In this book, the girls lived in dormitory-like rooms.They didn't go out into public much, so they formed close friendships with the other pregnant girls. However, they were not given any information about how babies were born or what would happen to them. 
Each girl in this home was told that whenever her labor pains began, she was to pack her suitcase and walk to the third floor, where her baby would be delivered. The girls in the dorms never saw their friends again. They were whisked out the backdoor of the third floor and sent back home, with or without their babies. They were not allowed to tell the girls still waiting for their babies about their experience.
As I read about the delivery of the main character's baby, I noticed she was given no drugs to help with her pain. This girl was in labor for three days, and when the baby finally came, the nurse asked, "Have you learned your lesson now?"

She took her baby home, but her mother arranged a "back-door" deal and gave the baby away. Years later, she found her son, and also located her good friend from her time in the home.

Times have certainly changed from the 1950's; unwed pregnancy is not viewed as it was in the past. Girls who are pregnant before marriage are given pre-natal classes and are encouraged to be healthy so they can have healthy babies. They receive advice about adoption or raising their babies themselves.

This book was well-written and the characters were real to me as I read it. It is a fast read that I downloaded free on my Kindle. I recommend it highly. 

Monday, January 28, 2013

The Choice by Robert Whitlow

Robert Whitlow is one of my favorite authors. I think I have read all his books. His most recent one, The Choice, was one of the best. I devour his books. I pick one up and can't put it down until I finish it and this one was true to form. This is another book about teen-age pregnancy, abortion, and adoption.

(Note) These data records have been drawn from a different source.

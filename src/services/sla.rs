// src/services/sla.rs
//
// Avaliação de SLA: função pura da data de abertura, do prazo em horas
// e de um `now` sempre injetado pelo chamador.

use std::sync::Arc;

use chrono::{DateTime, Duration, FixedOffset, Utc};
use serde::Serialize;
use utoipa::ToSchema;

use crate::common::i18n::I18nStore;

#[derive(Debug, Clone, Copy, PartialEq, Eq, Serialize, ToSchema)]
#[serde(rename_all = "camelCase")]
pub enum SlaStatus {
    OnTrack,
    DueToday,
    Late,
}

#[derive(Debug, Clone, PartialEq, Eq, Serialize, ToSchema)]
#[serde(rename_all = "camelCase")]
pub struct SlaEvaluation {
    pub status: SlaStatus,
    pub is_late: bool,
    pub due_today: bool,
    pub deadline: DateTime<Utc>,
    // Negativo quando o prazo já passou
    pub minutes_remaining: i64,
    #[schema(example = "2h restantes")]
    pub label: String,
}

#[derive(Clone)]
pub struct SlaEvaluator {
    // Fuso usado para decidir se o prazo cai "hoje"
    offset: FixedOffset,
    i18n: Arc<I18nStore>,
}

impl SlaEvaluator {
    pub fn new(offset: FixedOffset, i18n: Arc<I18nStore>) -> Self {
        Self { offset, i18n }
    }

    pub fn evaluate(
        &self,
        created_at: DateTime<Utc>,
        sla_hours: i32,
        now: DateTime<Utc>,
        lang: &str,
    ) -> SlaEvaluation {
        let deadline = created_at + Duration::hours(i64::from(sla_hours));

        // Prazo zero ou negativo: atrasado desde a abertura
        let is_late = now > deadline || (sla_hours <= 0 && now >= created_at);
        let due_today = !is_late
            && deadline.with_timezone(&self.offset).date_naive()
                == now.with_timezone(&self.offset).date_naive();

        let minutes_remaining = (deadline - now).num_minutes();
        let duration = format_duration(minutes_remaining.abs());
        let label = if is_late {
            self.i18n.translate_with(lang, "sla.overdue", &[("duration", &duration)])
        } else {
            self.i18n.translate_with(lang, "sla.remaining", &[("duration", &duration)])
        };

        let status = if is_late {
            SlaStatus::Late
        } else if due_today {
            SlaStatus::DueToday
        } else {
            SlaStatus::OnTrack
        };

        SlaEvaluation {
            status,
            is_late,
            due_today,
            deadline,
            minutes_remaining,
            label,
        }
    }
}

/// "1d 4h", "3h", "2h 15min", "40min".
pub fn format_duration(total_minutes: i64) -> String {
    let days = total_minutes / (24 * 60);
    let hours = (total_minutes % (24 * 60)) / 60;
    let minutes = total_minutes % 60;

    if days > 0 {
        format!("{}d {}h", days, hours)
    } else if hours > 0 && minutes > 0 {
        format!("{}h {}min", hours, minutes)
    } else if hours > 0 {
        format!("{}h", hours)
    } else {
        format!("{}min", minutes)
    }
}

The protagonist, Sandy Lincoln, is a high-school cheerleader in Georgia in 1974--Bible belt, Christian girl, all the basics for a Christian novel. But things get out of hand, and when she and her boyfriend, Brad, cross the line and have sex, she has to decide what she will do about her pregnancy. Whitlow delves into teen-age life as the other kids find out about the pregnancy, and into her family life as her distressed parents send her to live with her Aunt Linda to have the baby and put it up for adoption. Twists and turns by the author keep the reader turning the pages faster and faster as we meet new people and new situations.

A very unusual event occurs as Sandy is on her way to live with her aunt. She goes into a convenience store and unexpectedly meets an old lady who makes a prediction about her pregnancy. This is very troubling to Sandy, but months later, she realizes that what the lady told her was true.

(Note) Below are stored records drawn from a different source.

// src/models/team.rs

use chrono::{DateTime, Utc};
use serde::{Deserialize, Serialize};
use sqlx::FromRow;
use utoipa::ToSchema;
use uuid::Uuid;

// ---
// 1. Profile (o "Perfil")
// ---
// Uma linha por usuário do provedor de identidade; o id é o mesmo.
#[derive(Debug, Clone, Serialize, Deserialize, FromRow, ToSchema)]
#[serde(rename_all = "camelCase")]
pub struct Profile {
    pub id: Uuid,
    pub tenant_id: Uuid,
    #[schema(example = "Ana Souza")]
    pub full_name: Option<String>,
    #[schema(example = "ana@exemplo.com")]
    pub email: Option<String>,
    pub avatar_url: Option<String>,
    pub created_at: Option<DateTime<Utc>>,
}

// ---
// 2. Role (o "Cargo")
// ---
#[derive(Debug, Clone, Serialize, Deserialize, FromRow, ToSchema)]
#[serde(rename_all = "camelCase")]
pub struct Role {
    pub id: Uuid,
    #[schema(ignore)]
    pub tenant_id: Uuid,
    #[schema(example = "Agente")]
    pub name: String,
    #[schema(example = "Atende e movimenta chamados")]
    pub description: Option<String>,
}

// Linha da listagem da equipe (perfil + nome do cargo)
#[derive(Debug, Clone, FromRow)]
pub struct TeamMemberRow {
    pub id: Uuid,
    pub full_name: Option<String>,
    pub email: Option<String>,
    pub avatar_url: Option<String>,
    pub role_name: Option<String>,
}

#[derive(Debug, Clone, Copy, PartialEq, Eq, Serialize, ToSchema)]
#[serde(rename_all = "camelCase")]
pub enum MemberStatus {
    // Convite enviado, e-mail ainda não confirmado
    Invited,
    Active,
}

#[derive(Debug, Clone, Serialize, ToSchema)]
#[serde(rename_all = "camelCase")]
pub struct TeamMember {
    pub id: Uuid,
    pub full_name: Option<String>,
    pub email: Option<String>,
    pub avatar_url: Option<String>,
    pub role: Option<String>,
    pub status: MemberStatus,
    pub invited_at: Option<DateTime<Utc>>,
    pub email_confirmed_at: Option<DateTime<Utc>>,
    pub last_sign_in_at: Option<DateTime<Utc>>,
}

#[derive(Debug, Serialize, ToSchema)]
#[serde(rename_all = "camelCase")]
pub struct MeResponse {
    #[serde(flatten)]
    pub profile: Profile,
    pub role: Option<String>,
}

After thirty years, Sandy comes in contact with a high school girl who is pregnant and she relives her experience as she tries to help Maria make the best choice about her unborn baby. Sandy becomes enmeshed with Maria and more and more twists and turns occur.

Then the unexpected happens. My eyes popped as I read the pages. Never would I have dreamed that the author would come up with an ending like this one. If I told you, it would ruin the book for you, so I can only enourage you to read it for yourself.

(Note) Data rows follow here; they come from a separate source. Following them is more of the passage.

use serde_json::json;
use sqlx::{Postgres, Transaction};

use crate::common::error::AppError;
use crate::config::AppState;
use crate::middleware::auth::AuthenticatedUser;
use crate::middleware::tenancy::TenantContext;

// ---
// Helper RLS: a "chave" para o banco de dados
// ---
/// Abre uma transação com as variáveis de sessão que as políticas de RLS do
/// provedor leem (`request.jwt.claims` e `app.tenant_id`). O `set_config(.., true)`
/// vale só até o fim da transação, então nada vaza para a próxima requisição.
pub(crate) async fn begin_rls_transaction(
    app_state: &AppState,
    tenant_ctx: &TenantContext,
    user: &AuthenticatedUser,
) -> Result<Transaction<'static, Postgres>, AppError> {
    let mut tx = app_state.db_pool.begin().await?;

    let claims = json!({
        "sub": user.0.id,
        "email": user.0.email,
        "role": "authenticated",
    });

    sqlx::query("SELECT set_config('request.jwt.claims', $1, true)")
        .bind(claims.to_string())
        .execute(&mut *tx)
        .await?;

    sqlx::query("SELECT set_config('app.tenant_id', $1, true)")
        .bind(tenant_ctx.0.to_string())
        .execute(&mut *tx)
        .await?;

    Ok(tx)
}
use axum::{
    extract::{rejection::JsonRejection, FromRequest, Request},
    http::header,
    Json,
};
use serde::de::DeserializeOwned;
use validator::Validate;

use crate::{
    common::error::{ApiError, AppError},
    config::AppState,
    middleware::i18n::Locale,
};

/// Corpo JSON já desserializado e validado.
/// Falhas viram 400 no formato `{error, details}`, no idioma do cliente.
#[derive(Debug, Clone, Copy)]
pub struct ValidatedJson<T>(pub T);

impl<T> FromRequest<AppState> for ValidatedJson<T>
where
    T: DeserializeOwned + Validate + Send,
{
    type Rejection = ApiError;

    async fn from_request(req: Request, state: &AppState) -> Result<Self, Self::Rejection> {
        let locale = Locale::from_header(
            req.headers()
                .get(header::ACCEPT_LANGUAGE)
                .and_then(|v| v.to_str().ok()),
        );

        let Json(payload) = Json::<T>::from_request(req, state)
            .await
            .map_err(|rejection: JsonRejection| {
                AppError::InvalidJson(rejection.body_text()).to_api_error(&locale, &state.i18n_store)
            })?;

        payload
            .validate()
            .map_err(|e| AppError::ValidationError(e).to_api_error(&locale, &state.i18n_store))?;

        Ok(ValidatedJson(payload))
    }
}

Robert Whitlow writes about legal suspense and uses intense characterization. Whitlow's excellent writing style, his gift for dialogue and the unexpected, will keep you reading far into the night. This Christian author presents modern-day characters and problems. He helps the reader to see how problems can be solved in a way that is pleasing to God, but his books are not preachy.

Saturday, January 19, 2013

Life is Precious

I am a member of a Southern Baptist church, and our church believes in the sanctity of life. Whether it is an elderly person, one who is handicapped or brain-damaged, or whether the life is still in the womb, every person is created by God and every one is unique and special. Every life is known by God before birth and after. David said in Psalm 139: "You knew me before I was born. You knit my bones together" (paraphrased).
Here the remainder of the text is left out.